HIGHJACK!: I ended up with Peerles HDS 6.5" bass drivers, Peerless HDS 5.25" mids and Vifa t25 1" tweets. Still waiting for a bit warmer weather before i start things off. I look forward to seeing your finished results.:T


----------



## Jstslamd (Nov 30, 2010)

SORRY FOR THE HIGHJACKING!! Haha


----------



## bambino (Feb 21, 2010)

No problem, so long as That Weirdo doesn't mind, but we should stay on his topic, hopefully soon we will see some more progress on my Thread.:T


----------



## SinCron (Dec 20, 2010)

fbov said:


> This is a slot-ported box. It'll work well, just model the result before building using T/S parameters in something like Unibox of WinISD simulators. This long a port is rarely required by anything but a subwoofer. The mid-tweet box is good practice.
> 
> My real question is why you'd make such a small 3-way; there are a bunch of very nice MT designs this size out there....


What are MT designs? I want to go with small foot print with a decent bass response. If the port is too long, I can shorten it and do some more to increase the internal space before the port starts and get about 1/2" of polyfilll lining the inside if needed. Now why would I have to worry so much about matching speakers if it's going to be a straight up cutoff with the crossovers?


----------



## gibroni (Sep 25, 2010)

I can remember some decent sounding bookshelf speakers from 25 years ago by a company called Design Acoustics that utilized a downfiring woofer.


----------



## SinCron (Dec 20, 2010)

gibroni said:


> I can remember some decent sounding bookshelf speakers from 25 years ago by a company called Design Acoustics that utilized a downfiring woofer.

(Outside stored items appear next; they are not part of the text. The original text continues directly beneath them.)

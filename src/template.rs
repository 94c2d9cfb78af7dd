// Copyright (C) 2019  Braiins Systems s.r.o.
//
// This file is part of Braiins Open-Source Initiative (BOSI).
//
// BOSI is free software: you can redistribute it and/or modify
// it under the terms of the GNU General Public License as published by
// the Free Software Foundation, either version 3 of the License, or
// (at your option) any later version.
//
// This program is distributed in the hope that it will be useful,
// but WITHOUT ANY WARRANTY; without even the implied warranty of
// MERCHANTABILITY or FITNESS FOR A PARTICULAR PURPOSE.  See the
// GNU General Public License for more details.
//
// You should have received a copy of the GNU General Public License
// along with this program.  If not, see <https://www.gnu.org/licenses/>.
//
// Please, keep in mind that we may also license BOSI or any part thereof
// under a proprietary license. For more information on the terms and conditions
// of such proprietary license or if you have any other questions, please
// contact us at opensource@braiins.com.

//! The current job plus a bounded backlog of prior headers (component C3).
//!
//! Holds a single pointer-to-current-template behind `arc-swap`-style atomics: readers
//! take a stable `Arc` snapshot, writers build a whole new template and swap it in.
//! Nothing here ever mutates an installed template in place.

use std::collections::HashMap;
use std::sync::atomic::{AtomicUsize, Ordering};
use std::sync::{Arc, RwLock};

use num_bigint::BigUint;

use crate::error::Result;
use crate::logging::macros::*;
use crate::numeric;

/// Maximum backlog depth: a header is retained only while `height > tip_height - B`.
const MAX_BACKLOG: u64 = 3;

/// One entry per historic job held in the backlog, keyed by header hash.
#[derive(Debug, Clone, PartialEq, Eq)]
pub struct HeaderRecord {
    pub diff: BigUint,
    pub height: u64,
    pub target: BigUint,
}

/// The currently-advertised job plus its backlog, as returned by the upstream's
/// `GetWork` and installed into the cache.
#[derive(Debug, Clone)]
pub struct BlockTemplate {
    pub header: String,
    pub seed: String,
    pub target: String,
    pub difficulty: BigUint,
    pub height: u64,
    pub height_hex: String,
    pub headers: HashMap<String, HeaderRecord>,
}

impl BlockTemplate {
    /// Build a fresh template from an upstream work tuple, carrying forward backlog
    /// entries from `previous` that are still within `MAX_BACKLOG` of the new height.
    fn from_work(
        header: String,
        seed: String,
        target_hex: String,
        height_hex: String,
        previous: Option<&BlockTemplate>,
    ) -> Result<Self> {
        let difficulty = numeric::target_hex_to_diff(&target_hex)?;
        let height = numeric::parse_height_hex(&height_hex)?;
        let target_bytes = numeric::decode_hex(&target_hex)?;
        let target = BigUint::from_bytes_be(&target_bytes);

        let mut headers = HashMap::new();
        headers.insert(
            header.clone(),
            HeaderRecord {
                diff: difficulty.clone(),
                height,
                target: target.clone(),
            },
        );

        if let Some(previous) = previous {
            for (k, v) in previous.headers.iter() {
                if v.height + MAX_BACKLOG > height {
                    headers.entry(k.clone()).or_insert_with(|| v.clone());
                }
            }
        }

        Ok(Self {
            header,
            seed,
            target: target_hex,
            difficulty,
            height,
            height_hex,
            headers,
        })
    }
}

/// An upstream work reply: four `0x`-prefixed hex strings, as returned by
/// `Upstream::get_work`.
#[derive(Debug, Clone, PartialEq, Eq)]
pub struct Work {
    pub header: String,
    pub seed: String,
    pub target_hex: String,
    pub height_hex: String,
}

/// Holds a single atomically-swappable current template. Readers take a stable `Arc`
/// snapshot and never observe a partially-built template.
#[derive(Debug, Default)]
pub struct TemplateCache {
    current: RwLock<Option<Arc<BlockTemplate>>>,
    /// Bumped on every successful install; lets a broadcaster detect "nothing changed
    /// since I last looked" without re-comparing header strings.
    generation: AtomicUsize,
}

impl TemplateCache {
    pub fn new() -> Self {
        Self::default()
    }

    /// A stable snapshot of the currently-installed template, or `None` before the
    /// first successful fetch.
    pub fn current(&self) -> Option<Arc<BlockTemplate>> {
        self.current.read().expect("template cache lock poisoned").clone()
    }

    pub fn generation(&self) -> usize {
        self.generation.load(Ordering::Acquire)
    }

    /// Install a fresh work tuple. Returns `Ok(Some(template))` if a new template was
    /// installed, `Ok(None)` if the freshness gate suppressed it (same header as the
    /// current tip).
    pub fn install(&self, work: Work) -> Result<Option<Arc<BlockTemplate>>> {
        let previous = self.current();
        if let Some(previous) = &previous {
            if previous.header == work.header {
                // Freshness gate: suppress duplicate announcements.
                return Ok(None);
            }
        }

        let template = BlockTemplate::from_work(
            work.header,
            work.seed,
            work.target_hex,
            work.height_hex,
            previous.as_deref(),
        )?;
        let template = Arc::new(template);

        *self.current.write().expect("template cache lock poisoned") = Some(template.clone());
        self.generation.fetch_add(1, Ordering::AcqRel);

        info!(
            "new block template at height {} / {} / diff {}",
            template.height,
            &template.header[..10.min(template.header.len())],
            template.difficulty
        );

        Ok(Some(template))
    }

    /// Look up a historic header record, honoring the backlog (used by the share
    /// validator to accept shares submitted against a job the tip has since moved
    /// past, but which is still within the backlog window).
    pub fn lookup(&self, header: &str) -> Option<HeaderRecord> {
        self.current()?.headers.get(header).cloned()
    }
}

#[cfg(test)]
mod test {
    use super::*;

    fn work(header: &str, height: u64) -> Work {
        Work {
            header: header.to_string(),
            seed: "0x".to_string() + &"ab".repeat(32),
            target_hex: numeric::format_target_hex(&numeric::make_target(2.0).unwrap()),
            height_hex: numeric::format_height_hex(height),
        }
    }

    #[test]
    fn self_entry_is_always_present_and_consistent() {
        let cache = TemplateCache::new();
        let w = work("0xaaaa", 10);
        let template = cache.install(w).unwrap().unwrap();

        let self_record = template.headers.get(&template.header).unwrap();
        assert_eq!(self_record.diff, template.difficulty);
        assert_eq!(self_record.height, template.height);
        assert_eq!(self_record.target, BigUint::from_bytes_be(
            &numeric::decode_hex(&template.target).unwrap()
        ));
    }

    #[test]
    fn backlog_entries_older_than_max_backlog_are_evicted() {
        let cache = TemplateCache::new();
        cache.install(work("0xh10", 10)).unwrap();
        cache.install(work("0xh11", 11)).unwrap();
        // height 11 - 3 = 8, so h10 (height 10) should survive (10 > 8).
        let t = cache.install(work("0xh13", 13)).unwrap().unwrap();
        // at height 13: 13 - 3 = 10, h10 (height 10) is NOT > 10, evicted.
        assert!(!t.headers.contains_key("0xh10"));
        // h11 (height 11) IS > 10, survives.
        assert!(t.headers.contains_key("0xh11"));
        assert!(t.headers.contains_key("0xh13"));
    }

    #[test]
    fn installing_same_header_is_a_no_op() {
        let cache = TemplateCache::new();
        cache.install(work("0xaaaa", 10)).unwrap();
        let gen_before = cache.generation();
        let result = cache.install(work("0xaaaa", 10)).unwrap();
        assert!(result.is_none());
        assert_eq!(cache.generation(), gen_before);
    }

    #[test]
    fn lookup_finds_backlog_entries() {
        let cache = TemplateCache::new();
        cache.install(work("0xh10", 10)).unwrap();
        cache.install(work("0xh11", 11)).unwrap();
        assert!(cache.lookup("0xh10").is_some());
        assert!(cache.lookup("0xmissing").is_none());
    }
}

Well if I was going to do that, I would get one that would fit under the midwoofer, keep the port the same except have it vent out the back. When I thought about one that would fit, a downfiring woofer in a bookshelf just seemed like an awful idea as far as sound direction goes considering these would hopefully drop off at about 50hz given the size (if I'm lucky).


----------



## 1Michael (Nov 2, 2006)

SinCron said:


> with either one or two midrange speakers side by side up top along with maybe a ribbon tweeter above them in a sealed box.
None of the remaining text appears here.